ADÉLIA DE CARVALHO
ARTISTA DA LUZ E ALEGRIA, TERNURA E LIBERTAÇÃO, MESTRA NA PINTURA E NO CAMINHAR ESPIRITUAL
Adélia, era miúda de tamanho, mas não de alma. Tinha olhos grandes de criança, sempre pronta a encantar-se com flores, pássaros, frutas, lua, sol e estrelas. Deixava-se rodear por um universo mágico, cheio de festa e alegria.
Na sua simplicidade e humildade, não ocupava espaço. Esgueirava-se silenciosa e desapercebidamente por entre as pessoas. Se algum olhar, mesmo distraído, cruzasse com o seu, encontrava sempre um sorriso discreto, mas sempre aberto, alegre e acolhedor.
Sua arte, sim, ocupava e preenchia todo o espaço. Atraia e encantava as pessoas que não conseguiam escapar do impulso de parar, admirar e contemplar seus painéis, grandes ou pequenos.

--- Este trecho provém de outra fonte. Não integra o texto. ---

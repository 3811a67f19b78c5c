use thiserror::Error;

use crate::Value;

/// Discriminant of an envelope, used in diagnostics and by codecs.
#[derive(Clone, Copy, Debug, PartialEq, Eq, Hash)]
pub enum EnvelopeTag {
    Link,
    Linked,
    Sync,
    Synced,
    Unlink,
    Unlinked,
    Event,
    Command,
    Auth,
    Authed,
    Deauth,
    Deauthed,
}

/// Node- and lane-addressed envelope payload.
#[derive(Clone, Debug, PartialEq, Eq)]
pub struct LaneAddressed {
    pub node_uri: String,
    pub lane_uri: String,
    pub body: Option<Value>,
}

impl LaneAddressed {
    fn new(node_uri: impl Into<String>, lane_uri: impl Into<String>, body: Option<Value>) -> Self {
        Self {
            node_uri: node_uri.into(),
            lane_uri: lane_uri.into(),
            body,
        }
    }
}

/// Immutable tagged message exchanged over a WARP link.
///
/// The lane-addressed variants carry a node URI, a lane URI, and an optional
/// body. The auth family is host-level and carries only a body (credentials
/// or a diagnostic).
#[derive(Clone, Debug, PartialEq, Eq)]
pub enum Envelope {
    Link(LaneAddressed),
    Linked(LaneAddressed),
    Sync(LaneAddressed),
    Synced(LaneAddressed),
    Unlink(LaneAddressed),
    Unlinked(LaneAddressed),
    Event(LaneAddressed),
    Command(LaneAddressed),
    Auth { body: Option<Value> },
    Authed { body: Option<Value> },
    Deauth { body: Option<Value> },
    Deauthed { body: Option<Value> },
}

impl Envelope {
    pub fn link(node_uri: impl Into<String>, lane_uri: impl Into<String>) -> Self {
        Envelope::Link(LaneAddressed::new(node_uri, lane_uri, None))
    }

    pub fn link_with(
        node_uri: impl Into<String>,
        lane_uri: impl Into<String>,
        body: Value,
    ) -> Self {
        Envelope::Link(LaneAddressed::new(node_uri, lane_uri, Some(body)))
    }

    pub fn linked(node_uri: impl Into<String>, lane_uri: impl Into<String>) -> Self {
        Envelope::Linked(LaneAddressed::new(node_uri, lane_uri, None))
    }

    pub fn sync(node_uri: impl Into<String>, lane_uri: impl Into<String>) -> Self {
        Envelope::Sync(LaneAddressed::new(node_uri, lane_uri, None))
    }

    pub fn synced(node_uri: impl Into<String>, lane_uri: impl Into<String>) -> Self {
        Envelope::Synced(LaneAddressed::new(node_uri, lane_uri, None))
    }

    pub fn unlink(node_uri: impl Into<String>, lane_uri: impl Into<String>) -> Self {
        Envelope::Unlink(LaneAddressed::new(node_uri, lane_uri, None))
    }

    pub fn unlinked(
        node_uri: impl Into<String>,
        lane_uri: impl Into<String>,
        body: Option<Value>,
    ) -> Self {
        Envelope::Unlinked(LaneAddressed::new(node_uri, lane_uri, body))
    }

    pub fn event(node_uri: impl Into<String>, lane_uri: impl Into<String>, body: Value) -> Self {
        Envelope::Event(LaneAddressed::new(node_uri, lane_uri, Some(body)))
    }

    pub fn command(node_uri: impl Into<String>, lane_uri: impl Into<String>, body: Value) -> Self {
        Envelope::Command(LaneAddressed::new(node_uri, lane_uri, Some(body)))
    }

    pub fn auth(body: Option<Value>) -> Self {
        Envelope::Auth { body }
    }

    pub fn authed(body: Option<Value>) -> Self {
        Envelope::Authed { body }
    }

    pub fn deauth(body: Option<Value>) -> Self {
        Envelope::Deauth { body }
    }

    pub fn deauthed(body: Option<Value>) -> Self {
        Envelope::Deauthed { body }
    }

    pub fn tag(&self) -> EnvelopeTag {
        match self {
            Envelope::Link(_) => EnvelopeTag::Link,
            Envelope::Linked(_) => EnvelopeTag::Linked,
            Envelope::Sync(_) => EnvelopeTag::Sync,
            Envelope::Synced(_) => EnvelopeTag::Synced,
            Envelope::Unlink(_) => EnvelopeTag::Unlink,
            Envelope::Unlinked(_) => EnvelopeTag::Unlinked,
            Envelope::Event(_) => EnvelopeTag::Event,
            Envelope::Command(_) => EnvelopeTag::Command,
            Envelope::Auth { .. } => EnvelopeTag::Auth,
            Envelope::Authed { .. } => EnvelopeTag::Authed,
            Envelope::Deauth { .. } => EnvelopeTag::Deauth,
            Envelope::Deauthed { .. } => EnvelopeTag::Deauthed,
        }
    }

    pub fn node_uri(&self) -> Option<&str> {
        self.lane_addressed().map(|inner| inner.node_uri.as_str())
    }

    pub fn lane_uri(&self) -> Option<&str> {
        self.lane_addressed().map(|inner| inner.lane_uri.as_str())
    }

    pub fn body(&self) -> Option<&Value> {
        match self {
            Envelope::Auth { body }
            | Envelope::Authed { body }
            | Envelope::Deauth { body }
            | Envelope::Deauthed { body } => body.as_ref(),
            _ => self.lane_addressed().and_then(|inner| inner.body.as_ref()),
        }
    }

    pub fn into_body(self) -> Option<Value> {
        match self {
            Envelope::Link(inner)
            | Envelope::Linked(inner)
            | Envelope::Sync(inner)
            | Envelope::Synced(inner)
            | Envelope::Unlink(inner)
            | Envelope::Unlinked(inner)
            | Envelope::Event(inner)
            | Envelope::Command(inner) => inner.body,
            Envelope::Auth { body }
            | Envelope::Authed { body }
            | Envelope::Deauth { body }
            | Envelope::Deauthed { body } => body,
        }
    }

    fn lane_addressed(&self) -> Option<&LaneAddressed> {
        match self {
            Envelope::Link(inner)
            | Envelope::Linked(inner)
            | Envelope::Sync(inner)
            | Envelope::Synced(inner)
            | Envelope::Unlink(inner)
            | Envelope::Unlinked(inner)
            | Envelope::Event(inner)
            | Envelope::Command(inner) => Some(inner),
            _ => None,
        }
    }
}

/// Malformed or out-of-state envelopes. These tear down the offending link
/// only; siblings and the process continue.
#[derive(Clone, Debug, PartialEq, Eq, Error)]
pub enum ProtocolError {
    /// Envelope arrived in a state that does not accept it
    #[error("{tag:?} envelope not valid in {state} state")]
    UnexpectedEnvelope {
        tag: EnvelopeTag,
        state: &'static str,
    },

    /// Sync requested by a peer that never linked
    #[error("sync requested before link on {node_uri}#{lane_uri}")]
    SyncBeforeLink { node_uri: String, lane_uri: String },

    /// Envelope body does not have the shape the lane requires
    #[error("malformed {tag:?} body: {reason}")]
    MalformedBody {
        tag: EnvelopeTag,
        reason: &'static str,
    },
}
mod cell;
mod error;
mod fabric;
mod metrics;

pub use cell::Cell;
pub use error::FabricError;
pub use fabric::{Fabric, FabricConfig, FailHook, Routable};
pub use metrics::{CellMetrics, MetricReport};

Convidados pelo Conselho Mundial de Igrejas (CMI), Jether Ramalho, presidente do CESEEP e eu embarcamos, via África do Sul, para Harare, capital do Zimbabwe para a 8ª. Assembleia geral do CMI de 03 a 14 de dezembro de 1998. A temática era um apelo, presente nos salmos e também em Rm 12, 12: Turn do God. Rejoice in Hope – Volte-se para Deus. Alegre-se na Esperança.
Levamos conosco três grandes painéis do Curso de Verão: um dos primeiros, o da Ir. Elda Broilo sobre o Ecumenismo, um segundo do Frei Domingos Sávio OFM de Olinda PE, sobre a Criação e um terceiro da Ir. Adélia de Carvalho do Recife PE, sobre a Última Ceia. Domingos e Adélia faziam parte do Movimento dos Artistas da Caminhada, o MARCA, que acompanhou de perto as CEBs, os Movimentos Populares, o Curso de Verão do CESEEP.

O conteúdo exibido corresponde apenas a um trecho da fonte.